Input:
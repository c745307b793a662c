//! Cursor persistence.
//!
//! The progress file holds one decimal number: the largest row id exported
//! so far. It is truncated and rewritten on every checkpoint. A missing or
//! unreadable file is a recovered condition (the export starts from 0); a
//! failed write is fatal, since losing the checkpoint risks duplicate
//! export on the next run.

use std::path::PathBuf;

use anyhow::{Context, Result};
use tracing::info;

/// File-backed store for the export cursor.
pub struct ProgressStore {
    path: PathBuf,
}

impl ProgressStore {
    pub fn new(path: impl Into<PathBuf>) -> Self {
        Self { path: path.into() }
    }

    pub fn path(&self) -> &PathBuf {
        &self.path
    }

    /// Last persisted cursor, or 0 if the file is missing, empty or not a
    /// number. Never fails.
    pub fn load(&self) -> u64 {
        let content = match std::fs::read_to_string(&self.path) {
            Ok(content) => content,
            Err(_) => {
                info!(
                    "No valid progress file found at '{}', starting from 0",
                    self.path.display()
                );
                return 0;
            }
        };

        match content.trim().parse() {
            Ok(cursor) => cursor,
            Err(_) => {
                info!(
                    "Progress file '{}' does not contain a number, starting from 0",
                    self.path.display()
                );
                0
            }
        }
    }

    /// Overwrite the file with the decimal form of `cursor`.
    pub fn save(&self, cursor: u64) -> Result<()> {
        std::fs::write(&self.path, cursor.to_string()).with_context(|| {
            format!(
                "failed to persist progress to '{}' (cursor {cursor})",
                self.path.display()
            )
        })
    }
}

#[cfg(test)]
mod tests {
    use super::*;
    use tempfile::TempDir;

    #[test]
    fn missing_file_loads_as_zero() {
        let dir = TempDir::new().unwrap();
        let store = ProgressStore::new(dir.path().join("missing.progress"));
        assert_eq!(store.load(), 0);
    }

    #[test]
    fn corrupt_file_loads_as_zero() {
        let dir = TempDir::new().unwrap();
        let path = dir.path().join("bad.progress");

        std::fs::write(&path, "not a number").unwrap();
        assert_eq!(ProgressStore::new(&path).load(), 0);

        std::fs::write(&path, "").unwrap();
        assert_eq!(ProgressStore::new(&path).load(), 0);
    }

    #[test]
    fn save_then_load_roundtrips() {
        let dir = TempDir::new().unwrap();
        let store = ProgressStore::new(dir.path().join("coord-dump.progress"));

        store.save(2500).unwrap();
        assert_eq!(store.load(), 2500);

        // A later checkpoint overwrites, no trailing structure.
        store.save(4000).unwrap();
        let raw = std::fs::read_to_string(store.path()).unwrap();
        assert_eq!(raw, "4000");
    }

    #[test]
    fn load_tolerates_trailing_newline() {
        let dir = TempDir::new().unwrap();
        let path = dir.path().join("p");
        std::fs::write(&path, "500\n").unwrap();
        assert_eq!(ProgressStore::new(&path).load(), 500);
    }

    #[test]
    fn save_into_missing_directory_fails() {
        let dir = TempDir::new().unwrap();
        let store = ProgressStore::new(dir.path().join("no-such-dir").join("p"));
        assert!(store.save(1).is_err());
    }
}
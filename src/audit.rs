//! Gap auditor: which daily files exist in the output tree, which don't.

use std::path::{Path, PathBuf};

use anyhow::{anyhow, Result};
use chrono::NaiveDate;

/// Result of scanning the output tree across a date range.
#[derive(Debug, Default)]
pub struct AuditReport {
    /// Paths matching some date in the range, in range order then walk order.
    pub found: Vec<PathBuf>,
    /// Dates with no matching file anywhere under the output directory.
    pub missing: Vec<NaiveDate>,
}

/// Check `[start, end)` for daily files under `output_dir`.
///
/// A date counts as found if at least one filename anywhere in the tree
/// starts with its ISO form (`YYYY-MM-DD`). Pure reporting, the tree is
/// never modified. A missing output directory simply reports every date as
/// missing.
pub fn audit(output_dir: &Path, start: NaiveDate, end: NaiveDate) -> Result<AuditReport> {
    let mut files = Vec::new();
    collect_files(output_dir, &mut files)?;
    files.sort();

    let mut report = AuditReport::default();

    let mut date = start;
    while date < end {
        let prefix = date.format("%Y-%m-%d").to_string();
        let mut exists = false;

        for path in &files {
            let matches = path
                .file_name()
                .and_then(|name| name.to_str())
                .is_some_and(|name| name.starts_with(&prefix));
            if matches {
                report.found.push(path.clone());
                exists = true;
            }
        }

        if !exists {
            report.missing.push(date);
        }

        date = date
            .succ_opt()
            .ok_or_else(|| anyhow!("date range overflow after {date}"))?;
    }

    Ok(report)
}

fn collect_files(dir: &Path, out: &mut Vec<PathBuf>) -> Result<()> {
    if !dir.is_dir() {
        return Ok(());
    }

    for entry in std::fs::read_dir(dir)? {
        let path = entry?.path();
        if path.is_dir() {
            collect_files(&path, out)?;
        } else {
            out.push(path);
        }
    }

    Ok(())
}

Task to carry out: All entries should be given again precisely as they appear above.

Response to this task:
repository c745307b793a662c
//! Cursor persistence.
//!
//! The progress file holds one decimal number: the largest row id exported
//! so far. It is truncated and rewritten on every checkpoint. A missing or
//! unreadable file is a recovered condition (the export starts from 0); a
//! failed write is fatal, since losing the checkpoint risks duplicate
//! export on the next run.

use std::path::PathBuf;

use anyhow::{Context, Result};
use tracing::info;

/// File-backed store for the export cursor.
pub struct ProgressStore {
    path: PathBuf,
}

impl ProgressStore {
    pub fn new(path: impl Into<PathBuf>) -> Self {
        Self { path: path.into() }
    }

    pub fn path(&self) -> &PathBuf {
        &self.path
    }

    /// Last persisted cursor, or 0 if the file is missing, empty or not a
    /// number. Never fails.
    pub fn load(&self) -> u64 {
        let content = match std::fs::read_to_string(&self.path) {
            Ok(content) => content,
            Err(_) => {
                info!(
                    "No valid progress file found at '{}', starting from 0",
                    self.path.display()
                );
                return 0;
            }
        };

        match content.trim().parse() {
            Ok(cursor) => cursor,
            Err(_) => {
                info!(
                    "Progress file '{}' does not contain a number, starting from 0",
                    self.path.display()
                );
                0
            }
        }
    }

    /// Overwrite the file with the decimal form of `cursor`.
    pub fn save(&self, cursor: u64) -> Result<()> {
        std::fs::write(&self.path, cursor.to_string()).with_context(|| {
            format!(
                "failed to persist progress to '{}' (cursor {cursor})",
                self.path.display()
            )
        })
    }
}

#[cfg(test)]
mod tests {
    use super::*;
    use tempfile::TempDir;

    #[test]
    fn missing_file_loads_as_zero() {
        let dir = TempDir::new().unwrap();
        let store = ProgressStore::new(dir.path().join("missing.progress"));
        assert_eq!(store.load(), 0);
    }

    #[test]
    fn corrupt_file_loads_as_zero() {
        let dir = TempDir::new().unwrap();
        let path = dir.path().join("bad.progress");

        std::fs::write(&path, "not a number").unwrap();
        assert_eq!(ProgressStore::new(&path).load(), 0);

        std::fs::write(&path, "").unwrap();
        assert_eq!(ProgressStore::new(&path).load(), 0);
    }

    #[test]
    fn save_then_load_roundtrips() {
        let dir = TempDir::new().unwrap();
        let store = ProgressStore::new(dir.path().join("coord-dump.progress"));

        store.save(2500).unwrap();
        assert_eq!(store.load(), 2500);

        // A later checkpoint overwrites, no trailing structure.
        store.save(4000).unwrap();
        let raw = std::fs::read_to_string(store.path()).unwrap();
        assert_eq!(raw, "4000");
    }

    #[test]
    fn load_tolerates_trailing_newline() {
        let dir = TempDir::new().unwrap();
        let path = dir.path().join("p");
        std::fs::write(&path, "500\n").unwrap();
        assert_eq!(ProgressStore::new(&path).load(), 500);
    }

    #[test]
    fn save_into_missing_directory_fails() {
        let dir = TempDir::new().unwrap();
        let store = ProgressStore::new(dir.path().join("no-such-dir").join("p"));
        assert!(store.save(1).is_err());
    }
}
filename src/audit.rs
//! Gap auditor: which daily files exist in the output tree, which don't.

use std::path::{Path, PathBuf};

use anyhow::{anyhow, Result};
use chrono::NaiveDate;

/// Result of scanning the output tree across a date range.
#[derive(Debug, Default)]
pub struct AuditReport {
    /// Paths matching some date in the range, in range order then walk order.
    pub found: Vec<PathBuf>,
    /// Dates with no matching file anywhere under the output directory.
    pub missing: Vec<NaiveDate>,
}

/// Check `[start, end)` for daily files under `output_dir`.
///
/// A date counts as found if at least one filename anywhere in the tree
/// starts with its ISO form (`YYYY-MM-DD`). Pure reporting, the tree is
/// never modified. A missing output directory simply reports every date as
/// missing.
pub fn audit(output_dir: &Path, start: NaiveDate, end: NaiveDate) -> Result<AuditReport> {
    let mut files = Vec::new();
    collect_files(output_dir, &mut files)?;
    files.sort();

    let mut report = AuditReport::default();

    let mut date = start;
    while date < end {
        let prefix = date.format("%Y-%m-%d").to_string();
        let mut exists = false;

        for path in &files {
            let matches = path
                .file_name()
                .and_then(|name| name.to_str())
                .is_some_and(|name| name.starts_with(&prefix));
            if matches {
                report.found.push(path.clone());
                exists = true;
            }
        }

        if !exists {
            report.missing.push(date);
        }

        date = date
            .succ_opt()
            .ok_or_else(|| anyhow!("date range overflow after {date}"))?;
    }

    Ok(report)
}

fn collect_files(dir: &Path, out: &mut Vec<PathBuf>) -> Result<()> {
    if !dir.is_dir() {
        return Ok(());
    }

    for entry in std::fs::read_dir(dir)? {
        let path = entry?.path();
        if path.is_dir() {
            collect_files(&path, out)?;
        } else {
            out.push(path);
        }
    }

    Ok(())
}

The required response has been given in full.